If you have the winning bid, you will receive an email from EBay, then an email from the seller providing shipping info and where to send payment to. Send your payment promptly, and your stamps should show up in your mailbox soon. Leave feedback about the seller if you get the time; they will probably leave feedback about you. If you send your payment within 14 days of the lot closing, most sellers will be happy, and most will ship your stamps within 7 days of receiving payment.
If you have problems with any transactions, Ebay and other auctions all have an area to go for tips on how to resolve disputes. Don't just fire off a negative feedback and expect it to fix the problem. Email the seller, and try to be reasonable. If the seller is totally unreasonble, then negative feedback is the next step.

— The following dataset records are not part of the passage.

//! Config layer merging
//!
//! - Objects: deep-merge by key
//! - Arrays: replace
//! - Scalars: replace
//! - Null in a later layer: unset

use serde_json::Value;

/// Merge `overlay` on top of `base`.
pub fn deep_merge(base: Value, overlay: Value) -> Value {
    match (base, overlay) {
        (Value::Object(mut base_map), Value::Object(overlay_map)) => {
            for (key, overlay_value) in overlay_map {
                let merged = match base_map.remove(&key) {
                    Some(base_value) => deep_merge(base_value, overlay_value),
                    None => overlay_value,
                };
                base_map.insert(key, merged);
            }
            Value::Object(base_map)
        }
        (_, overlay) => overlay,
    }
}

/// Merge layers in order; the last layer has the highest precedence.
pub fn merge_layers(layers: Vec<Value>) -> Value {
    layers.into_iter().fold(Value::Null, deep_merge)
}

Out of about 1000 transactions on online auctions, I've only had a few that had problems. Most of these were solved easily, only a few payments or lots ever got lost. Maybe 30 lots that I sold were never paid for by the buyer -- all I can do after a few email reminders is shrug and relist them. One recurring problem is buyers who did not read the descriptions of lots and then complain about them. Don't be in a hurry to place bids. Read the descriptions, look at the pictures, and don't bid if you don't want what you see.
The online auctions are a marketplace of unprecedented scale and availability; it's like having access to all of the biggest stamp shows, year round, 24 hours a day. They can't replace the person-to-person feel of going to a real stamp show or stamp shop and talking to real people, but the online auctions make a wealth of stamps available to everyone.